When a line in the entries contains the word "está", copy that line in full.

=== EXERCISE DATA ===

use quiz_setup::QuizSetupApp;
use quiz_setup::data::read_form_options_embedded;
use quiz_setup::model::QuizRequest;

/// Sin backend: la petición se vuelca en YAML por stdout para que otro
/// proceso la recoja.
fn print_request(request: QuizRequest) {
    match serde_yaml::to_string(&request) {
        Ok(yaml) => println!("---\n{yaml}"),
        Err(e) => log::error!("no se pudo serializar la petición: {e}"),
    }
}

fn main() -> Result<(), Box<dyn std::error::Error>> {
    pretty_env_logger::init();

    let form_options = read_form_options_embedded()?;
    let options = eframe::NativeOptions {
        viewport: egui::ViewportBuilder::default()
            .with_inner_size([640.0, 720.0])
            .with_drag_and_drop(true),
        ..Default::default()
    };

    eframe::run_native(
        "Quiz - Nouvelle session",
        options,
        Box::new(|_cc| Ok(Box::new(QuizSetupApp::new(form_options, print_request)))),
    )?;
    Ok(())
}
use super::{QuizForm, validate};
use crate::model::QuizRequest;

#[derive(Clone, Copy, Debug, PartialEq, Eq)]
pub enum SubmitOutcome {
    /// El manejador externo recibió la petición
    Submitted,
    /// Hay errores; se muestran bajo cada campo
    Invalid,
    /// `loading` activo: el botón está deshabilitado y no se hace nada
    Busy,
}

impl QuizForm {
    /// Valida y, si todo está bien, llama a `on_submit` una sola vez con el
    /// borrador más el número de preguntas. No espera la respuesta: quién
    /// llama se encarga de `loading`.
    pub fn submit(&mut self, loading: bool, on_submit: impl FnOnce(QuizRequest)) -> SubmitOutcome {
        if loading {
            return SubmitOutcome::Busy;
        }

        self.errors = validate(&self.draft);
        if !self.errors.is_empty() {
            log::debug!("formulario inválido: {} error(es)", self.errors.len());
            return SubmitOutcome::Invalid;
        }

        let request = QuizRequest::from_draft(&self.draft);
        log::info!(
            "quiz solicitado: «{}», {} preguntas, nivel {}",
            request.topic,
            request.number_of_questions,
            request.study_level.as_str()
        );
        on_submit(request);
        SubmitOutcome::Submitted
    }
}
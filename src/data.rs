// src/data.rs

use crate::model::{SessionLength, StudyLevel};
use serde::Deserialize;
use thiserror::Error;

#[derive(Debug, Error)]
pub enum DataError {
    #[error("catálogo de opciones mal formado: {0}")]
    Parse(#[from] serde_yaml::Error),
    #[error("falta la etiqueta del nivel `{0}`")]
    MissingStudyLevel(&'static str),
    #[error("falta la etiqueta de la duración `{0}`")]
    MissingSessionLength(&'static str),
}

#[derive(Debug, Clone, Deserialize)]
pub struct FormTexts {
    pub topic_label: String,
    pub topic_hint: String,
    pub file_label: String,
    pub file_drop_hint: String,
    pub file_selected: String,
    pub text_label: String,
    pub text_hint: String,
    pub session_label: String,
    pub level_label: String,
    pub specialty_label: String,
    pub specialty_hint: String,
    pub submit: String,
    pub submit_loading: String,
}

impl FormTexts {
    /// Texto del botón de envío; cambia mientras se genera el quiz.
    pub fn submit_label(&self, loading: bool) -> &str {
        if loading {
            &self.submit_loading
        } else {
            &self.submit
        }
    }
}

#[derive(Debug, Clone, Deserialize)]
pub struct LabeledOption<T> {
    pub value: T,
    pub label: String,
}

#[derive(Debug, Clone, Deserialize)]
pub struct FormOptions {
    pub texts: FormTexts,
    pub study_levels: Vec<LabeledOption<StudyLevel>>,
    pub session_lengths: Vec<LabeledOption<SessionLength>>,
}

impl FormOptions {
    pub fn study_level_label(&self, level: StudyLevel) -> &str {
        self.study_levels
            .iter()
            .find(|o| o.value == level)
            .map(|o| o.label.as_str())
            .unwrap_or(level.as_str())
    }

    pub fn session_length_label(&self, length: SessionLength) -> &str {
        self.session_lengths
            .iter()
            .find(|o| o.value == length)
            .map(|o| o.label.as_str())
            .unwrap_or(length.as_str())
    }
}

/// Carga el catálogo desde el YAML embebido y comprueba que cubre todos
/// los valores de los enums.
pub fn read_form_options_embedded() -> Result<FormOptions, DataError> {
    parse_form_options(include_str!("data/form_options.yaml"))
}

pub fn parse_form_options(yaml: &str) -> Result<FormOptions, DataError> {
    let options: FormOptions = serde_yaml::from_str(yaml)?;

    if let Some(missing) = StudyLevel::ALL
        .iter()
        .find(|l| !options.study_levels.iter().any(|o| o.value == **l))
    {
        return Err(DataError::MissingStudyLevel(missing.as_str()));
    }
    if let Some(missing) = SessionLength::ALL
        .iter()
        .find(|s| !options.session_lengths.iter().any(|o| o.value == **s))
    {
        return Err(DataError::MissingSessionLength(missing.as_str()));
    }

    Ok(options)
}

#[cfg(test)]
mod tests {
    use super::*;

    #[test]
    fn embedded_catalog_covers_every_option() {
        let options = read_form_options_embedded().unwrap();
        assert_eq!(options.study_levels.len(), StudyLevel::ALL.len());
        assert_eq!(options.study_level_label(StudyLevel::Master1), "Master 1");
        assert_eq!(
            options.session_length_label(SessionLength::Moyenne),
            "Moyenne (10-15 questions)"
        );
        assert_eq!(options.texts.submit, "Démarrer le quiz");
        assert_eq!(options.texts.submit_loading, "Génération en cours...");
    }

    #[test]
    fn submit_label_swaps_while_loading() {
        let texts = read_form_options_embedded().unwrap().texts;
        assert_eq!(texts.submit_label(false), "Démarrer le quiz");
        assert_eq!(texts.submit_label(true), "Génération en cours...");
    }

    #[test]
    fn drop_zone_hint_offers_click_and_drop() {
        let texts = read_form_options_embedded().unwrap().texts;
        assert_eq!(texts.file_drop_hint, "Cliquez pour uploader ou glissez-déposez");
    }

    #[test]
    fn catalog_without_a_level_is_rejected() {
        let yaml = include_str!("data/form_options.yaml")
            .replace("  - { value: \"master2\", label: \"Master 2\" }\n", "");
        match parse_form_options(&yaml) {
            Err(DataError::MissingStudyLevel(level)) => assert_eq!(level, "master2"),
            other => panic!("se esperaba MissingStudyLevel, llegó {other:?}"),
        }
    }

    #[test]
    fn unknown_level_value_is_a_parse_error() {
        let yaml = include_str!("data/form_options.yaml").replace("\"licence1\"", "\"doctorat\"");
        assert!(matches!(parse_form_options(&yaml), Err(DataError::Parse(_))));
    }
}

===

OUTPUT BELOW:
    /// `loading` activo: el botón está deshabilitado y no se hace nada
    /// Valida y, si todo está bien, llama a `on_submit` una sola vez con el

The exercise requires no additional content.